Prompt: Reproduce the opening lines of the records exactly, please, stopping after the line that contains "pub struct SystemBaseDirs".

Dataset entries:
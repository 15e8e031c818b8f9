//! Directory resolution abstraction for platform-specific paths.
//!
//! The [`BaseDirs`] trait lets the bin directory and configuration lookup be
//! exercised in tests without touching the real home directory.

use crate::error::{InstallerError, Result};
use camino::{Utf8Path, Utf8PathBuf};
use log::debug;
use std::path::PathBuf;

/// File name of the per-user release table inside the config directory.
pub const RELEASE_TABLE_FILE: &str = "release.toml";

/// Platform directories the installer consults.
#[cfg_attr(test, mockall::automock)]
pub trait BaseDirs {
    /// The user's home directory.
    fn home_dir(&self) -> Option<PathBuf>;

    /// The platform's per-user executable directory, when it defines one.
    fn bin_dir(&self) -> Option<PathBuf>;

    /// The installer's configuration directory.
    fn azguard_config_dir(&self) -> Option<PathBuf>;
}

/// [`BaseDirs`] backed by `directories-next`.
#[derive(Debug, Default)]
pub struct SystemBaseDirs {
    base: Option<directories_next::BaseDirs>,
}

impl SystemBaseDirs {
    /// Query the platform directories for the current user.
    #[must_use]
    pub fn new() -> Self {
        Self {
            base: directories_next::BaseDirs::new(),
        }
    }
}

impl BaseDirs for SystemBaseDirs {
    fn home_dir(&self) -> Option<PathBuf> {
        self.base.as_ref().map(|base| base.home_dir().to_path_buf())
    }

    fn bin_dir(&self) -> Option<PathBuf> {
        self.base
            .as_ref()
            .and_then(|base| base.executable_dir().map(std::path::Path::to_path_buf))
    }

    fn azguard_config_dir(&self) -> Option<PathBuf> {
        directories_next::ProjectDirs::from("", "", "azguard")
            .map(|project| project.config_dir().to_path_buf())
    }
}

/// Pick the directory the executable is installed into.
///
/// An explicit directory (from `--bin-dir` or `AZGUARD_BIN_DIR`) wins; then
/// the platform executable directory; then `~/.local/bin`.
///
/// # Errors
///
/// Returns [`InstallerError::BinDirUnresolved`] when the explicit directory
/// is empty, no candidate exists, or the derived path is not valid UTF-8.
pub fn resolve_bin_dir(explicit: Option<&Utf8Path>, dirs: &dyn BaseDirs) -> Result<Utf8PathBuf> {
    if let Some(dir) = explicit {
        if dir.as_str().trim().is_empty() {
            debug!("explicit bin directory is empty");
            return Err(InstallerError::BinDirUnresolved);
        }
        return Ok(dir.to_owned());
    }
    let candidate = dirs
        .bin_dir()
        .or_else(|| dirs.home_dir().map(|home| home.join(".local").join("bin")))
        .ok_or(InstallerError::BinDirUnresolved)?;
    Utf8PathBuf::from_path_buf(candidate).map_err(|path| {
        debug!("bin directory {} is not valid UTF-8", path.display());
        InstallerError::BinDirUnresolved
    })
}

/// Path of the per-user release table, whether or not it exists.
#[must_use]
pub fn release_table_path(dirs: &dyn BaseDirs) -> Option<Utf8PathBuf> {
    let config_dir = dirs.azguard_config_dir()?;
    Utf8PathBuf::from_path_buf(config_dir.join(RELEASE_TABLE_FILE)).ok()
}

#[cfg(test)]
mod tests {
    use super::*;
    use rstest::rstest;

    #[test]
    fn explicit_bin_dir_wins() {
        let dirs = MockBaseDirs::new();
        let dir = resolve_bin_dir(Some(Utf8Path::new("/opt/azguard/bin")), &dirs)
            .expect("explicit directory");
        assert_eq!(dir, Utf8PathBuf::from("/opt/azguard/bin"));
    }

    #[rstest]
    #[case::empty("")]
    #[case::blank("  ")]
    fn empty_explicit_bin_dir_is_rejected(#[case] explicit: &str) {
        let mut dirs = MockBaseDirs::new();
        dirs.expect_bin_dir().never();
        dirs.expect_home_dir().never();

        let result = resolve_bin_dir(Some(Utf8Path::new(explicit)), &dirs);
        assert!(matches!(result, Err(InstallerError::BinDirUnresolved)));
    }

    #[test]
    fn platform_bin_dir_precedes_home_fallback() {
        let mut dirs = MockBaseDirs::new();
        dirs.expect_bin_dir()
            .returning(|| Some(PathBuf::from("/home/test/.local/share/bin")));
        dirs.expect_home_dir().never();

        let dir = resolve_bin_dir(None, &dirs).expect("platform directory");
        assert_eq!(dir, Utf8PathBuf::from("/home/test/.local/share/bin"));
    }

    #[test]
    fn falls_back_to_local_bin_under_home() {
        let mut dirs = MockBaseDirs::new();
        dirs.expect_bin_dir().returning(|| None);
        dirs.expect_home_dir()
            .returning(|| Some(PathBuf::from("/home/test")));

        let dir = resolve_bin_dir(None, &dirs).expect("home fallback");
        assert_eq!(dir, Utf8PathBuf::from("/home/test/.local/bin"));
    }

    #[test]
    fn reports_unresolved_without_any_directory() {
        let mut dirs = MockBaseDirs::new();
        dirs.expect_bin_dir().returning(|| None);
        dirs.expect_home_dir().returning(|| None);

        let err = resolve_bin_dir(None, &dirs).expect_err("nothing to fall back on");
        assert!(matches!(err, InstallerError::BinDirUnresolved));
    }

    #[cfg(unix)]
    #[test]
    fn rejects_non_utf8_bin_dir() {
        use std::ffi::OsString;
        use std::os::unix::ffi::OsStringExt;

        let mut dirs = MockBaseDirs::new();
        dirs.expect_bin_dir().return_once(|| {
            Some(PathBuf::from(OsString::from_vec(vec![
                b'/', b't', b'm', b'p', b'/', 0xff,
            ])))
        });

        let err = resolve_bin_dir(None, &dirs).expect_err("non-UTF-8 path");
        assert!(matches!(err, InstallerError::BinDirUnresolved));
    }

    #[test]
    fn release_table_lives_in_config_dir() {
        let mut dirs = MockBaseDirs::new();
        dirs.expect_azguard_config_dir()
            .returning(|| Some(PathBuf::from("/home/test/.config/azguard")));

        assert_eq!(
            release_table_path(&dirs),
            Some(Utf8PathBuf::from("/home/test/.config/azguard/release.toml"))
        );
    }
}
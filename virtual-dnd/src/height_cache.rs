use alloc::vec::Vec;
use core::cell::{Cell, Ref, RefCell};
use core::cmp;

use crate::fenwick::Fenwick;
use crate::key::{ItemKey, KeyMap};

/// Per-list model of item heights and cumulative offsets.
///
/// Heights are keyed by stable item keys so measurements follow items across reordering. The
/// offset index (a Fenwick tree over per-index heights) is rebuilt lazily after the key order
/// changes; single measurements on a clean index are applied in place in `O(log n)`.
///
/// While an item is being dragged out of this list, [`Self::set_excluded_index`] collapses it:
/// offsets after it shrink by its height and index lookups skip it, but
/// [`Self::get_total_height`] keeps counting it so the scroll spacer does not shrink.
#[derive(Clone, Debug)]
pub struct HeightCache<K> {
    keys: Vec<K>,
    measured: KeyMap<K, u32>,
    estimate: u32,
    excluded: Option<usize>,
    layout: RefCell<Layout<K>>,
    dirty: Cell<bool>,
}

#[derive(Clone, Debug)]
struct Layout<K> {
    heights: Vec<u32>,
    sums: Fenwick,
    positions: KeyMap<K, usize>,
    has_duplicate_keys: bool,
}

impl<K: ItemKey> Layout<K> {
    fn empty() -> Self {
        Self {
            heights: Vec::new(),
            sums: Fenwick::default(),
            positions: KeyMap::new(),
            has_duplicate_keys: false,
        }
    }

    fn len(&self) -> usize {
        self.heights.len()
    }

    fn offset(&self, index: usize, excluded: Option<usize>) -> u64 {
        let index = cmp::min(index, self.len());
        let offset = self.sums.prefix_sum(index);
        match excluded {
            Some(e) if e < self.len() && index > e => {
                offset.saturating_sub(u64::from(self.heights[e]))
            }
            _ => offset,
        }
    }

    fn index_at(&self, offset: u64, excluded: Option<usize>) -> usize {
        let n = self.len();
        if n == 0 {
            return 0;
        }
        let last = n - 1;
        let Some(e) = excluded.filter(|&e| e < n) else {
            return cmp::min(self.sums.lower_bound(offset), last);
        };

        let idx = if offset < self.sums.prefix_sum(e) {
            self.sums.lower_bound(offset)
        } else {
            // Re-expand the collapsed coordinate so the excluded span is stepped over.
            let expanded = offset.saturating_add(u64::from(self.heights[e]));
            cmp::max(self.sums.lower_bound(expanded), e + 1)
        };
        let idx = cmp::min(idx, last);
        if idx != e {
            idx
        } else if e < last {
            e + 1
        } else {
            e.saturating_sub(1)
        }
    }
}

impl<K: ItemKey> HeightCache<K> {
    /// Creates an empty cache that uses `estimate` for unmeasured items.
    pub fn new(estimate: u32) -> Self {
        Self {
            keys: Vec::new(),
            measured: KeyMap::new(),
            estimate,
            excluded: None,
            layout: RefCell::new(Layout::empty()),
            dirty: Cell::new(false),
        }
    }

    pub fn with_keys(estimate: u32, keys: impl IntoIterator<Item = K>) -> Self {
        let mut cache = Self::new(estimate);
        cache.set_keys(keys);
        cache
    }

    /// Replaces the ordered key list. Call this whenever the underlying array is replaced.
    ///
    /// Measured heights are kept for keys that survive the replacement.
    pub fn set_keys(&mut self, keys: impl IntoIterator<Item = K>) {
        self.keys.clear();
        self.keys.extend(keys);
        ddebug!(count = self.keys.len(), "HeightCache::set_keys");
        self.dirty.set(true);
    }

    pub fn keys(&self) -> &[K] {
        &self.keys
    }

    pub fn len(&self) -> usize {
        self.keys.len()
    }

    pub fn is_empty(&self) -> bool {
        self.keys.is_empty()
    }

    pub fn key_at(&self, index: usize) -> Option<&K> {
        self.keys.get(index)
    }

    pub fn index_of(&self, key: &K) -> Option<usize> {
        let layout = self.layout();
        if layout.has_duplicate_keys {
            return self.keys.iter().position(|k| k == key);
        }
        layout.positions.get(key).copied()
    }

    pub fn estimate(&self) -> u32 {
        self.estimate
    }

    pub fn set_estimate(&mut self, estimate: u32) {
        if self.estimate == estimate {
            return;
        }
        self.estimate = estimate;
        self.dirty.set(true);
    }

    /// Records a measured height. Returns `false` when the height is unchanged.
    pub fn set_height(&mut self, key: K, height: u32) -> bool {
        if self.measured.get(&key) == Some(&height) {
            return false;
        }
        dtrace!(height, "HeightCache::set_height");

        if !self.dirty.get() {
            let layout = self.layout.get_mut();
            if layout.has_duplicate_keys {
                self.dirty.set(true);
            } else if let Some(&index) = layout.positions.get(&key) {
                let cur = layout.heights[index];
                layout.heights[index] = height;
                layout.sums.add(index, i64::from(height) - i64::from(cur));
            }
        }
        self.measured.insert(key, height);
        true
    }

    pub fn is_measured(&self, key: &K) -> bool {
        self.measured.contains_key(key)
    }

    /// Forgets all measured heights; every item falls back to the estimate.
    pub fn reset_measurements(&mut self) {
        self.measured.clear();
        self.dirty.set(true);
    }

    /// Measured height of the item at `index`, or the estimate.
    pub fn get_height(&self, index: usize) -> u32 {
        self.layout()
            .heights
            .get(index)
            .copied()
            .unwrap_or(self.estimate)
    }

    /// Cumulative height of all items before `index`, with the excluded item collapsed.
    pub fn get_offset(&self, index: usize) -> u64 {
        self.layout().offset(index, self.excluded)
    }

    /// Total content height of the first `item_count` items, including the excluded item.
    ///
    /// Items beyond the known key list count at the estimate.
    pub fn get_total_height(&self, item_count: usize) -> u64 {
        let layout = self.layout();
        let known = cmp::min(item_count, layout.len());
        let extra = (item_count - known) as u64;
        layout
            .sums
            .prefix_sum(known)
            .saturating_add(extra.saturating_mul(u64::from(self.estimate)))
    }

    /// Index of the item whose span contains `scroll_top`.
    pub fn find_first_visible_index(&self, scroll_top: u64) -> usize {
        self.find_index_at_offset(scroll_top)
    }

    /// Number of indexes starting at `start_index` needed to cover `container_height`, plus one
    /// for a partially visible trailing item. The excluded item contributes no height.
    pub fn get_visible_count(&self, start_index: usize, container_height: u64) -> usize {
        let layout = self.layout();
        let n = layout.len();
        if container_height == 0 || start_index >= n {
            return 0;
        }
        let mut covered = 0u64;
        let mut i = start_index;
        while i < n && covered < container_height {
            if self.excluded != Some(i) {
                covered = covered.saturating_add(u64::from(layout.heights[i]));
            }
            i += 1;
        }
        cmp::min(i - start_index + 1, n - start_index)
    }

    /// Index of the item whose span contains `offset`, skipping the excluded item.
    ///
    /// Offsets past the end map to the last item; an empty cache returns `0`.
    pub fn find_index_at_offset(&self, offset: u64) -> usize {
        self.layout().index_at(offset, self.excluded)
    }

    pub fn set_excluded_index(&mut self, index: Option<usize>) {
        if self.excluded == index {
            return;
        }
        ddebug!(?index, "HeightCache::set_excluded_index");
        self.excluded = index;
    }

    pub fn excluded_index(&self) -> Option<usize> {
        self.excluded
    }

    /// Offset of `index` with `excluded` collapsed, regardless of the cache's own exclusion.
    pub(crate) fn offset_collapsing(&self, index: usize, excluded: Option<usize>) -> u64 {
        self.layout().offset(index, excluded)
    }

    /// Index lookup with `excluded` skipped, regardless of the cache's own exclusion.
    pub(crate) fn index_at_collapsing(&self, offset: u64, excluded: Option<usize>) -> usize {
        self.layout().index_at(offset, excluded)
    }

    fn layout(&self) -> Ref<'_, Layout<K>> {
        if self.dirty.get() {
            self.rebuild();
        }
        self.layout.borrow()
    }

    fn rebuild(&self) {
        let mut layout = self.layout.borrow_mut();
        layout.heights.clear();
        layout.heights.reserve_exact(self.keys.len());
        layout.positions.clear();
        layout.has_duplicate_keys = false;
        for (i, key) in self.keys.iter().enumerate() {
            let height = self.measured.get(key).copied().unwrap_or(self.estimate);
            layout.heights.push(height);
            if layout.positions.insert(key.clone(), i).is_some() {
                layout.has_duplicate_keys = true;
            }
        }
        layout.sums = Fenwick::from_heights(&layout.heights);
        dtrace!(count = layout.heights.len(), "HeightCache::rebuild");
        self.dirty.set(false);
    }
}
impl<K, L, D> DragStart<K, L, D> {
    pub fn new(item: DraggedItem<K, L, D>) -> Self {
        Self {
            item,
            cursor: None,
            grab_offset: None,
            axis_lock: None,
            active_list_id: None,
            placeholder_key: None,
            placeholder_index: None,
            source_index: None,
            is_keyboard_drag: false,
        }
    }

    pub fn with_cursor(mut self, cursor: Point) -> Self {
        self.cursor = Some(cursor);
        self
    }

    pub fn with_grab_offset(mut self, grab_offset: Point) -> Self {
        self.grab_offset = Some(grab_offset);
        self
    }

    pub fn with_axis_lock(mut self, axis_lock: Option<AxisLock>) -> Self {
        self.axis_lock = axis_lock;
        self
    }

    pub fn with_active_list(mut self, list_id: L) -> Self {
        self.active_list_id = Some(list_id);
        self
    }

    pub fn with_placeholder(mut self, index: usize, key: PlaceholderKey<K>) -> Self {
        self.placeholder_index = Some(index);
        self.placeholder_key = Some(key);
        self
    }

    pub fn with_source_index(mut self, source_index: usize) -> Self {
        self.source_index = Some(source_index);
        self
    }

    pub fn keyboard(mut self) -> Self {
        self.is_keyboard_drag = true;
        self
    }
}

/// A position/target update merged into an active session.
///
/// `cursor: None` keeps the previous cursor; the target fields always overwrite (a `None`
/// target means "not over any list").
#[derive(Clone, Debug, PartialEq)]
pub struct DragUpdate<K, L> {
    pub cursor: Option<Point>,
    pub active_list_id: Option<L>,
    pub placeholder_key: Option<PlaceholderKey<K>>,
    pub placeholder_index: Option<usize>,
}

impl<K, L> DragUpdate<K, L> {
    pub fn cursor(cursor: Point) -> Self {
        Self {
            cursor: Some(cursor),
            active_list_id: None,
            placeholder_key: None,
            placeholder_index: None,
        }
    }

    pub fn with_target(mut self, list_id: L, index: usize, key: PlaceholderKey<K>) -> Self {
        self.active_list_id = Some(list_id);
        self.placeholder_index = Some(index);
        self.placeholder_key = Some(key);
        self
    }
}

#[derive(Clone, Copy, Debug, PartialEq, Eq)]
#[cfg_attr(feature = "serde", derive(serde::Serialize, serde::Deserialize))]
pub enum DragPhase {
    Idle,
    PointerDragging,
    KeyboardDragging,
    /// Dropped; the moved item stays hidden until the destination settles.
    DropPending,
}

/// A copy of the full session state, e.g. for reading at drop time.
#[derive(Clone, Debug, PartialEq)]
#[cfg_attr(feature = "serde", derive(serde::Serialize, serde::Deserialize))]
pub struct DragSnapshot<K, L, D = ()> {
    pub is_dragging: bool,
    pub is_keyboard_drag: bool,
    pub was_cancelled: bool,
    pub dragged_item: Option<DraggedItem<K, L, D>>,
    pub source_list_id: Option<L>,
    pub source_index: Option<usize>,
    pub active_list_id: Option<L>,
    pub placeholder_index: Option<usize>,
    pub placeholder_key: Option<PlaceholderKey<K>>,
    pub cursor: Option<Point>,
    pub grab_offset: Option<Point>,
    pub initial_position: Option<Point>,
    pub axis_lock: Option<AxisLock>,
    pub drop_pending_id: Option<K>,
}

impl<K, L, D> DragSnapshot<K, L, D> {
    fn idle() -> Self {
        Self {
            is_dragging: false,
            is_keyboard_drag: false,
            was_cancelled: false,
            dragged_item: None,
            source_list_id: None,
            source_index: None,
            active_list_id: None,
            placeholder_index: None,
            placeholder_key: None,
            cursor: None,
            grab_offset: None,
            initial_position: None,
            axis_lock: None,
            drop_pending_id: None,
        }
    }
}

impl<K: Clone, L: Clone + PartialEq, D> DragSnapshot<K, L, D> {
    /// Where a drop right now would land, if the drag is over a list with a placeholder.
    pub fn drop_result(&self) -> Option<DropResult<K, L>> {
        let item = self.dragged_item.as_ref()?;
        let destination_list_id = self.active_list_id.clone()?;
        let placeholder_index = self.placeholder_index?;
        let source_list_id = self
            .source_list_id
            .clone()
            .unwrap_or_else(|| item.list_id.clone());
        Some(DropResult {
            item_id: item.id.clone(),
            source_list_id,
            source_index: self.source_index,
            destination_list_id,
            placeholder_key: self
                .placeholder_key
                .clone()
                .unwrap_or(PlaceholderKey::EndOfList),
            placeholder_index,
        })
    }
}

/// Source and destination of a completed drop.
#[derive(Clone, Debug, PartialEq, Eq)]
#[cfg_attr(feature = "serde", derive(serde::Serialize, serde::Deserialize))]
pub struct DropResult<K, L> {
    pub item_id: K,
    pub source_list_id: L,
    pub source_index: Option<usize>,
    pub destination_list_id: L,
    pub placeholder_key: PlaceholderKey<K>,
    /// Gap index in the destination list's pre-drop order.
    pub placeholder_index: usize,
}

impl<K, L: PartialEq> DropResult<K, L> {
    pub fn is_same_list(&self) -> bool {
        self.source_list_id == self.destination_list_id
    }

    /// Final index of the item after the move.
    ///
    /// Within one list, gaps after the source position shift down by one once the item is
    /// removed from its old slot.
    pub fn destination_index(&self) -> usize {
        match self.source_index {
            Some(s) if self.is_same_list() && self.placeholder_index > s => {
                self.placeholder_index - 1
            }
            _ => self.placeholder_index,
        }
    }

    /// `true` when the drop leaves the list order unchanged.
    pub fn is_noop(&self) -> bool {
        self.is_same_list() && self.source_index == Some(self.destination_index())
    }
}

#[derive(Clone, Copy, Debug, PartialEq, Eq)]
#[cfg_attr(feature = "serde", derive(serde::Serialize, serde::Deserialize))]
pub struct DragSessionOptions {
    /// How long a drop-pending id may linger without `complete_drop_transition` before the
    /// safety timer clears it.
    pub drop_pending_timeout_ms: u64,
}

impl Default for DragSessionOptions {
    fn default() -> Self {
        Self {
            drop_pending_timeout_ms: 100,
        }
    }
}

impl DragSessionOptions {
    pub fn with_drop_pending_timeout_ms(mut self, timeout_ms: u64) -> Self {
        self.drop_pending_timeout_ms = timeout_ms;
        self
    }
}

/// A callback fired after the session changes.
pub type OnSessionChange<K, L, D> = Arc<dyn Fn(&DragSession<K, L, D>) + Send + Sync>;

/// The single shared drag state machine.
///
/// `Idle -> PointerDragging | KeyboardDragging -> DropPending -> Idle`, with cancellation going
/// straight back to `Idle`. Every mutator is a no-op outside a matching session.
pub struct DragSession<K, L, D = ()> {
    state: DragSnapshot<K, L, D>,
    options: DragSessionOptions,
    drop_pending_since_ms: Option<u64>,
    on_change: Option<OnSessionChange<K, L, D>>,
    notify_depth: Cell<usize>,
    notify_pending: Cell<bool>,
}
//! A headless drag-and-drop engine for virtualized lists.
//!
//! For a framework-neutral controller that wires these pieces together (list registry, pointer
//! coalescing, per-frame ticks, lifecycle events), see the `virtual-dnd-adapter` crate.
//!
//! Dragging inside a virtualized list cannot rely on hit-testing: the item under the cursor may
//! not be rendered, and the dragged item's own element is hidden. This crate computes everything
//! from geometry instead:
//! - [`HeightCache`]: per-list cumulative offsets with fast offset → index lookup, able to
//!   collapse the dragged item
//! - [`PlaceholderIndexCalculator`]: cursor/preview geometry → insertion index
//! - [`AutoScrollController`]: edge-triggered scrolling with acceleration and clamping
//! - [`DragSession`] / [`KeyboardDragController`]: the drag state machine
//!
//! It is UI-agnostic. A UI layer is expected to provide:
//! - container rectangles and scroll offsets
//! - item keys and (optionally) measured heights
//! - pointer/keyboard input and an animation-frame clock
#![cfg_attr(not(feature = "std"), no_std)]
#![forbid(unsafe_code)]

extern crate alloc;

#[cfg(test)]
extern crate std;

#[macro_use]
mod macros;

mod autoscroll;
mod fenwick;
pub mod geometry;
mod height_cache;
mod key;
mod keyboard;
mod list;
mod placeholder;
mod session;
mod types;

#[cfg(test)]
mod tests;

pub use autoscroll::{
    AutoScrollConfig, AutoScrollController, AutoScrollDirection, ScrollContainer, ScrollMetrics,
    TickOutcome,
};
pub use geometry::EdgeProximity;
pub use height_cache::HeightCache;
pub use key::ItemKey;
pub use keyboard::KeyboardDragController;
pub use list::{FixedHeightList, ListStrategy};
pub use placeholder::{
    PlaceholderIndexCalculator, PlaceholderOptions, PlaceholderQuery, PlaceholderResult,
};
pub use session::{
    DragPhase, DragSession, DragSessionOptions, DragSnapshot, DragStart, DragUpdate, DraggedItem,
    DropResult, OnSessionChange,
};
pub use types::{AxisLock, ContainerGeometry, PlaceholderKey, Point, Rect, ScrollDirection};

Written answer:
repository 15e8e031c818b8f9
//! Directory resolution abstraction for platform-specific paths.
//!
//! The [`BaseDirs`] trait lets the bin directory and configuration lookup be
//! exercised in tests without touching the real home directory.

use crate::error::{InstallerError, Result};
use camino::{Utf8Path, Utf8PathBuf};
use log::debug;
use std::path::PathBuf;

/// File name of the per-user release table inside the config directory.
pub const RELEASE_TABLE_FILE: &str = "release.toml";

/// Platform directories the installer consults.
#[cfg_attr(test, mockall::automock)]
pub trait BaseDirs {
    /// The user's home directory.
    fn home_dir(&self) -> Option<PathBuf>;

    /// The platform's per-user executable directory, when it defines one.
    fn bin_dir(&self) -> Option<PathBuf>;

    /// The installer's configuration directory.
    fn azguard_config_dir(&self) -> Option<PathBuf>;
}

/// [`BaseDirs`] backed by `directories-next`.
#[derive(Debug, Default)]
pub struct SystemBaseDirs {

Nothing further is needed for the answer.